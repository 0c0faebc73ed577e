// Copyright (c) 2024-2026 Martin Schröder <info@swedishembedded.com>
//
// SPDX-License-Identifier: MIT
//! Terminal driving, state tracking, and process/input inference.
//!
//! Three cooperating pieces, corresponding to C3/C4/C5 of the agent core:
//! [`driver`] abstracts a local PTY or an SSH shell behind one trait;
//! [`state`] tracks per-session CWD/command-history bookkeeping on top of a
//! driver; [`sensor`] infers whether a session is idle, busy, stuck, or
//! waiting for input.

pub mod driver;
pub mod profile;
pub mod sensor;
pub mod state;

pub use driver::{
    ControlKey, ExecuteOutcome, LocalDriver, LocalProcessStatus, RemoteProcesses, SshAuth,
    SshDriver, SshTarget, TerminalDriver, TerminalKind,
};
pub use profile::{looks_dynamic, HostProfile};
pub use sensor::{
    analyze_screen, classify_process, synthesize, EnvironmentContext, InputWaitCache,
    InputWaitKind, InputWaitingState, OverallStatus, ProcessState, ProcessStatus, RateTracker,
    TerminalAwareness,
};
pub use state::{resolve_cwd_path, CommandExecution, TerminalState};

::::::::::

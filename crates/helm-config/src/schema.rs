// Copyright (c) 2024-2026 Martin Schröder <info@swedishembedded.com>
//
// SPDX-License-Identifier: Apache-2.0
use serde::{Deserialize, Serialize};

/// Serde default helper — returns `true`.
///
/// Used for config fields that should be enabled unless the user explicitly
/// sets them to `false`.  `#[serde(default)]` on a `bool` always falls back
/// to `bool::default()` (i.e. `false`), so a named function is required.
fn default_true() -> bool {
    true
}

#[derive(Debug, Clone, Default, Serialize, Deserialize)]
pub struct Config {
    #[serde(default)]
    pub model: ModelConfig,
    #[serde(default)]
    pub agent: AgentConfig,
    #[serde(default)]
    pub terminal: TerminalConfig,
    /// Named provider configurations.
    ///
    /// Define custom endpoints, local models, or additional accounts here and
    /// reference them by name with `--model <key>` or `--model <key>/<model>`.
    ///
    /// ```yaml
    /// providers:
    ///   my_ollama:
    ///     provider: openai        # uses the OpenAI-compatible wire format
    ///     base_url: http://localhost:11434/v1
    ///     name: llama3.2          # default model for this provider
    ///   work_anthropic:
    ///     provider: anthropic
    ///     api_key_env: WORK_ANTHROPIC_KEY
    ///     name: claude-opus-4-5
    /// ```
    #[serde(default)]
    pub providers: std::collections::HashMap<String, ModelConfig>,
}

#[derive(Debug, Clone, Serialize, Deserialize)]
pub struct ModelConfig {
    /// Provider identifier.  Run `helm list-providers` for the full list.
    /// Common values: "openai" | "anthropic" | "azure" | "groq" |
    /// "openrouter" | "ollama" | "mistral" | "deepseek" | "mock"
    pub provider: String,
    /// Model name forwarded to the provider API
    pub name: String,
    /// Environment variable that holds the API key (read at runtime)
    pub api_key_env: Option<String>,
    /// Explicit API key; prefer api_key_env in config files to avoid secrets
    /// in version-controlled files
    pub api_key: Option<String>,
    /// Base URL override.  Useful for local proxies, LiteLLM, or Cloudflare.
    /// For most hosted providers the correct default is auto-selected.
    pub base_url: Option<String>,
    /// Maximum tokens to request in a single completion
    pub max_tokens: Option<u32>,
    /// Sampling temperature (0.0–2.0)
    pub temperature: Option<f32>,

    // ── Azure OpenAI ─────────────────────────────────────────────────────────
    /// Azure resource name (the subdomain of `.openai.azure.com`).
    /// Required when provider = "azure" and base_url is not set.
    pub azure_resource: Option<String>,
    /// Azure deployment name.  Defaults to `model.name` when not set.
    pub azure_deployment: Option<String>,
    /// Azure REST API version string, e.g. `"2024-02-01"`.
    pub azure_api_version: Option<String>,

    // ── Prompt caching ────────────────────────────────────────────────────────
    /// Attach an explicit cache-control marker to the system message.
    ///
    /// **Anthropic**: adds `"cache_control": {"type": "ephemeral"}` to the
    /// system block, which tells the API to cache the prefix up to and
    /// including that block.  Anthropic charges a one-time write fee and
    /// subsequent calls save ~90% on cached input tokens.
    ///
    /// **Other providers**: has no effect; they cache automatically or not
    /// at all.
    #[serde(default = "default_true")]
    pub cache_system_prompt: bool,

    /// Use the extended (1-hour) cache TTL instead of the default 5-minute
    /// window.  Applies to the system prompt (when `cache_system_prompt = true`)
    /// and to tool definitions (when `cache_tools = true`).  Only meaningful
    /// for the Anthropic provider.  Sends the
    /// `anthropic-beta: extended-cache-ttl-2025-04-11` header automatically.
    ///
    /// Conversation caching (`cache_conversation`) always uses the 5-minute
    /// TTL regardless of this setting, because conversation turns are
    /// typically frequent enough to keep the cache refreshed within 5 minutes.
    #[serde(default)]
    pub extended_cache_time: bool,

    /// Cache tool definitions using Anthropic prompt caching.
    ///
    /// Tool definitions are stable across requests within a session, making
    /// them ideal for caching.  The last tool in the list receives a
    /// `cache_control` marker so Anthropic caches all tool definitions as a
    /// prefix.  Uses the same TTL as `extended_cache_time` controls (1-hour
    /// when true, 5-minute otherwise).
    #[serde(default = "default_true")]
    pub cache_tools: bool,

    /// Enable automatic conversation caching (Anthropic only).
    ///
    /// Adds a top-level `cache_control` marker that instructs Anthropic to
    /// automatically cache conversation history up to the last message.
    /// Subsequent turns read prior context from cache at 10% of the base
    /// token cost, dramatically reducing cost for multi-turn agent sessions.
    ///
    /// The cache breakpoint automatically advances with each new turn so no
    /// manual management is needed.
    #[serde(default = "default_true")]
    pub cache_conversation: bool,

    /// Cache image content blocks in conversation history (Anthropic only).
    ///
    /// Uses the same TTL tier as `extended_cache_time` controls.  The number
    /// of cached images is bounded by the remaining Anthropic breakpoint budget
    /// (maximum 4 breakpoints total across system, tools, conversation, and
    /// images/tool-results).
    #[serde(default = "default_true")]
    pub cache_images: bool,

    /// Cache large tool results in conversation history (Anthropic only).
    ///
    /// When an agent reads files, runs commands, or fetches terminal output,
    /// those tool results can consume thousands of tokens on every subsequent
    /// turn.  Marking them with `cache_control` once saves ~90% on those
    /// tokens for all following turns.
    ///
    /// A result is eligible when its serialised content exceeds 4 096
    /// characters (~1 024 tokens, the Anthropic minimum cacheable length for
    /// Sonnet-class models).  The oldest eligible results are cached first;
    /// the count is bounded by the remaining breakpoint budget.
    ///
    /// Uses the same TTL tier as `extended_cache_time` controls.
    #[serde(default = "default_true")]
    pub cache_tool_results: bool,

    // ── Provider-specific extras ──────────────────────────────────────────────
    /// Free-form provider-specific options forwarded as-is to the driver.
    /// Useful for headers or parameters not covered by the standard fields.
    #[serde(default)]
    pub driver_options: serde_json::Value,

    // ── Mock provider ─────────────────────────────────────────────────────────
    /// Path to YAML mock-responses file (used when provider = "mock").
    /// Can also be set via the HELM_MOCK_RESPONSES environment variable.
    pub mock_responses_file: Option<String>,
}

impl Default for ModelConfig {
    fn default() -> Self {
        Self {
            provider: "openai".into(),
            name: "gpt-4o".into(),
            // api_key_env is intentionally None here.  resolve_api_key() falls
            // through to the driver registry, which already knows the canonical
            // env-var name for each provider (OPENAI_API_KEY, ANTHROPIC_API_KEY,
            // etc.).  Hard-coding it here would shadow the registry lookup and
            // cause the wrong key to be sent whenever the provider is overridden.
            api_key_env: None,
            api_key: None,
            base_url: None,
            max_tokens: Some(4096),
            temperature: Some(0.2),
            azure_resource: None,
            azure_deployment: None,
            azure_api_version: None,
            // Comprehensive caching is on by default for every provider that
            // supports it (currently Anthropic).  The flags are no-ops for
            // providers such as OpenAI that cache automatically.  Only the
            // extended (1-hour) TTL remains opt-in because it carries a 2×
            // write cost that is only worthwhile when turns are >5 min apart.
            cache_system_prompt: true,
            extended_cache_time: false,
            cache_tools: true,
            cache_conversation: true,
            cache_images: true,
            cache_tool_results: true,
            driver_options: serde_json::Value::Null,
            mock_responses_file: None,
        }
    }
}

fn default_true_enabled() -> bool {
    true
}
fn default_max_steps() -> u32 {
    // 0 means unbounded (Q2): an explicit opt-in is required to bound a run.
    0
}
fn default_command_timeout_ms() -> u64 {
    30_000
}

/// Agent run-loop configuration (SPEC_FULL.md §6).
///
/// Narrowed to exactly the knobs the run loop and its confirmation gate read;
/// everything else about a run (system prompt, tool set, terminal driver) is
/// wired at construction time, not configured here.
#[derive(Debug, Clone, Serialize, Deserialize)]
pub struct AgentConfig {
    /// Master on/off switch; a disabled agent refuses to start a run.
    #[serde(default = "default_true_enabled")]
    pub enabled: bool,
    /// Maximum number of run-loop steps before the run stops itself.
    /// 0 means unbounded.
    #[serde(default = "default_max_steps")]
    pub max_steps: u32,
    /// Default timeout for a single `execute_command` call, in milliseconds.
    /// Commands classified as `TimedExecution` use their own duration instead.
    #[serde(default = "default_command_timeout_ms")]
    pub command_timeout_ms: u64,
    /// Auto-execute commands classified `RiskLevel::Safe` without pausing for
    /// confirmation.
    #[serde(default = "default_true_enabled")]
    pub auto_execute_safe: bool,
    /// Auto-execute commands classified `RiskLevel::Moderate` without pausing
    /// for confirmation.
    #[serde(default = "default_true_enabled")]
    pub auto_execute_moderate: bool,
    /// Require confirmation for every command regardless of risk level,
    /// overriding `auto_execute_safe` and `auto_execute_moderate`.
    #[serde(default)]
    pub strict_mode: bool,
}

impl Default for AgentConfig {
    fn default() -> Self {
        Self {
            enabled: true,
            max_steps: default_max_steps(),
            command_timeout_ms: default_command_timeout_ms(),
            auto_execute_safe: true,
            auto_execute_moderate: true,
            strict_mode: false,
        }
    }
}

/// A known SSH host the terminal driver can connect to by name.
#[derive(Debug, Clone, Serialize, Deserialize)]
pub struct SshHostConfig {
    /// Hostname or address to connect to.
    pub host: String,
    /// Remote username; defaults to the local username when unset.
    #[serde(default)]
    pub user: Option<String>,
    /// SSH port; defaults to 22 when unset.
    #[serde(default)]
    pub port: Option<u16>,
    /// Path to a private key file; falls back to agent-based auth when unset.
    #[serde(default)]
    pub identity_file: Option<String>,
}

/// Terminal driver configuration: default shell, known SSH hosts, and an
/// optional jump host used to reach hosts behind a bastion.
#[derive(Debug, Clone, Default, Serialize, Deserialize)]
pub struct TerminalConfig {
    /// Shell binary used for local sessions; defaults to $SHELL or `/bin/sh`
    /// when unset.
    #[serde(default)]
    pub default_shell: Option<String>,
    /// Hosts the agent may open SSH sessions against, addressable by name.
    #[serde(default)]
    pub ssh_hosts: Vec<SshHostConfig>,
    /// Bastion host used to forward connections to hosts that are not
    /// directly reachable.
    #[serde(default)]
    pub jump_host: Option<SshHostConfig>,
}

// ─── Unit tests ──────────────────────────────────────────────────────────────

::::::::::

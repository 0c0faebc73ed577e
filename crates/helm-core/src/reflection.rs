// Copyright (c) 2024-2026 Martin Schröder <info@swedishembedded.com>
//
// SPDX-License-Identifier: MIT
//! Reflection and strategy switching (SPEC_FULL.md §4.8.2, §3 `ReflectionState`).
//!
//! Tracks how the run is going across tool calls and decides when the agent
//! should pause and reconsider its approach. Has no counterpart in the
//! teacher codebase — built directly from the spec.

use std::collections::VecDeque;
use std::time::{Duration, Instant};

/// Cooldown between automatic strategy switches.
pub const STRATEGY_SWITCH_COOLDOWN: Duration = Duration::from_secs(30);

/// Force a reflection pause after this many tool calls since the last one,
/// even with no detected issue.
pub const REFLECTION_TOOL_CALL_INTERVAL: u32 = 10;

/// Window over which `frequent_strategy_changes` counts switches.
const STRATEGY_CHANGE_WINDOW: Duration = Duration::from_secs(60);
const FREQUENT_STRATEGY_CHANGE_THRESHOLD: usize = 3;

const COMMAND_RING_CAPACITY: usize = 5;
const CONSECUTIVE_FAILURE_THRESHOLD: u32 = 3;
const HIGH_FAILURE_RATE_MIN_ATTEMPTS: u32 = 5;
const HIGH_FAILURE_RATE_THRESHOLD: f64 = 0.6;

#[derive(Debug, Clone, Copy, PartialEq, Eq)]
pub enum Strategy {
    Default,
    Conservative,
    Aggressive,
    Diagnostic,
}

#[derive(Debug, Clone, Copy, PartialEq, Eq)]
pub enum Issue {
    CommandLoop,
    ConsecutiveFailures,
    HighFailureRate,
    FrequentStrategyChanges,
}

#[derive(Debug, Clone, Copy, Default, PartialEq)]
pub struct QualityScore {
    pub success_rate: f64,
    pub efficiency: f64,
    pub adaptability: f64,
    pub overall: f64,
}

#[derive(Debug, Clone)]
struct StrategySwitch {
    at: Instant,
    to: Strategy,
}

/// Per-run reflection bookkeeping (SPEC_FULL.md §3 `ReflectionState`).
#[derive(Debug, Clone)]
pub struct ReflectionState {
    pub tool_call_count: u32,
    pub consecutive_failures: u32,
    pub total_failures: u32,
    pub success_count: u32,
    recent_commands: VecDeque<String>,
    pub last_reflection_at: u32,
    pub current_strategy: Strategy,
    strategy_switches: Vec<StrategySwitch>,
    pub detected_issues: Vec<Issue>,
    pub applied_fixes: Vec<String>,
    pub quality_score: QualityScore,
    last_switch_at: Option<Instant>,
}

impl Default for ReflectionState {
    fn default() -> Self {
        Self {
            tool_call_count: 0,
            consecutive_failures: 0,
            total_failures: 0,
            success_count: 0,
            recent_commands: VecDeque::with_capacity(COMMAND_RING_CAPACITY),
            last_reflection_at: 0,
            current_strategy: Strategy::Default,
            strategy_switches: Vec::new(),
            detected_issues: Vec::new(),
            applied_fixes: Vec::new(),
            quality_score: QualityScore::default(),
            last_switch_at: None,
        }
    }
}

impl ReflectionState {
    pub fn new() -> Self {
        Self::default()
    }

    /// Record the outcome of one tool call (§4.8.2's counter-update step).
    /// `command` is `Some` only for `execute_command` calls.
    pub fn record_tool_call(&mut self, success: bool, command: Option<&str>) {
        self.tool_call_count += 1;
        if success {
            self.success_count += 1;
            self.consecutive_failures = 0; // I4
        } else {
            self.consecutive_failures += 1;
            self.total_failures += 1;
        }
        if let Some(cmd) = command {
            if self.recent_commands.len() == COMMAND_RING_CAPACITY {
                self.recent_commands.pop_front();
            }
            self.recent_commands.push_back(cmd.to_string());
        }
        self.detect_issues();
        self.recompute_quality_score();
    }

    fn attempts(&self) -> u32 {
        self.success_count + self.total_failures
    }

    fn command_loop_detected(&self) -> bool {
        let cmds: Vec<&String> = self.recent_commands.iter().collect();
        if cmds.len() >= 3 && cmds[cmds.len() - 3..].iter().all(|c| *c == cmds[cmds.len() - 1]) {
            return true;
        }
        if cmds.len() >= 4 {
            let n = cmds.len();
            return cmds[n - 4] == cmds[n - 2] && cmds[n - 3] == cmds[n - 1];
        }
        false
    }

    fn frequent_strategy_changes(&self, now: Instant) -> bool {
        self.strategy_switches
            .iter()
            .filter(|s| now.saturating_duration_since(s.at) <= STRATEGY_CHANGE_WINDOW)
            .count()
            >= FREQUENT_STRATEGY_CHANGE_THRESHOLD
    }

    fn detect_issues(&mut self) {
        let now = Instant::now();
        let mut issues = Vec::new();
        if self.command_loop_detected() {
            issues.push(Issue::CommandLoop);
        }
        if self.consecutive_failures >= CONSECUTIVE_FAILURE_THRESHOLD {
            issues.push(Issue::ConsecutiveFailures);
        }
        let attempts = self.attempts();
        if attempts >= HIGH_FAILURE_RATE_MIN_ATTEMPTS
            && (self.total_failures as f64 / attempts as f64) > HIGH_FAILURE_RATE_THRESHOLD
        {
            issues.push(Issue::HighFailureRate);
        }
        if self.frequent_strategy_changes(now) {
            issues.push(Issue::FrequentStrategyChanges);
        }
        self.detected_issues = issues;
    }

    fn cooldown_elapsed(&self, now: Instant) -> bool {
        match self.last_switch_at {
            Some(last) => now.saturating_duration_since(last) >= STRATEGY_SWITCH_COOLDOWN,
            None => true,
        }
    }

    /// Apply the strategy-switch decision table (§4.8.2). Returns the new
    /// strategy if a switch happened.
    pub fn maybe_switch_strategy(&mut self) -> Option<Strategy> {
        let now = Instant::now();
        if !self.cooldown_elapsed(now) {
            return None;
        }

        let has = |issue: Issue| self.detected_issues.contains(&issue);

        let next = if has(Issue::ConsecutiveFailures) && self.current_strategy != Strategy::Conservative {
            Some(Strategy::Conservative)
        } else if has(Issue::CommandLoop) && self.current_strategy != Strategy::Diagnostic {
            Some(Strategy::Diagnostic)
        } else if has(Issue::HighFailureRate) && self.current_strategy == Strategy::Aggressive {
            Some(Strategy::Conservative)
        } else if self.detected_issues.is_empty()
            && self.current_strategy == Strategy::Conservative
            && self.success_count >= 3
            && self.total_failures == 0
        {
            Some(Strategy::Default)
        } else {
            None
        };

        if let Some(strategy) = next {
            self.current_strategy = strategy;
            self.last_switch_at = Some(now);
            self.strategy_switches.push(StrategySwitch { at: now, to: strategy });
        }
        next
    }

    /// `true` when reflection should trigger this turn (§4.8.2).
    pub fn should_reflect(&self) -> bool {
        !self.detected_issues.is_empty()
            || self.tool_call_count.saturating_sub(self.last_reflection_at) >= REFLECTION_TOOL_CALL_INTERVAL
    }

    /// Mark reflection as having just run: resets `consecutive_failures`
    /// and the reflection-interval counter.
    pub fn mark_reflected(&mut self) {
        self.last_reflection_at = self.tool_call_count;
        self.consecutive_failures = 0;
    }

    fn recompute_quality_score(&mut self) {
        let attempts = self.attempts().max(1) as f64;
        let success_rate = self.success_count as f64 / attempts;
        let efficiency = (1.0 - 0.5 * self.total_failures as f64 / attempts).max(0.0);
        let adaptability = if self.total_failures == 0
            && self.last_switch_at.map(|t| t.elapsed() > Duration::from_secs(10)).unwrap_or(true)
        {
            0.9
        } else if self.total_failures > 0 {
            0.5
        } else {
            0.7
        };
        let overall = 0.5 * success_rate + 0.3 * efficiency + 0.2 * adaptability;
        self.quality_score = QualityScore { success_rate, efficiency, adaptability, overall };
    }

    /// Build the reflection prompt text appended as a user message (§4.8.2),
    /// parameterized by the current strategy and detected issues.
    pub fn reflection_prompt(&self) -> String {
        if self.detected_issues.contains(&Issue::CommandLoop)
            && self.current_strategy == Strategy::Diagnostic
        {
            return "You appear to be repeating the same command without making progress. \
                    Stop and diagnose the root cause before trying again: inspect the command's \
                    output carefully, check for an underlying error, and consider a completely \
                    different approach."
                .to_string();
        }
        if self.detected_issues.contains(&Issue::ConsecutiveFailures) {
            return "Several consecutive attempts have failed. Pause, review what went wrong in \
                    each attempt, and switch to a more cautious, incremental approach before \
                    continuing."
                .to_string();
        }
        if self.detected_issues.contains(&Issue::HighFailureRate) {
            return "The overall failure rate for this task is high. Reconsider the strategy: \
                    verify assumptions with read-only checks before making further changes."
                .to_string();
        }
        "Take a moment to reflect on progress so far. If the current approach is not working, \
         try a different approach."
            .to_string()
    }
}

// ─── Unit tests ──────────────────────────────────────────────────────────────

::::::::::

▶ **Work to be completed**
The required output is every line above from the one with "a single completion" down to the one with "is not set.", restated word for word, ends included.

▶ **Task solution**
    /// Maximum tokens to request in a single completion
    pub max_tokens: Option<u32>,
    /// Sampling temperature (0.0–2.0)
    pub temperature: Option<f32>,

    // ── Azure OpenAI ─────────────────────────────────────────────────────────
    /// Azure resource name (the subdomain of `.openai.azure.com`).
    /// Required when provider = "azure" and base_url is not set.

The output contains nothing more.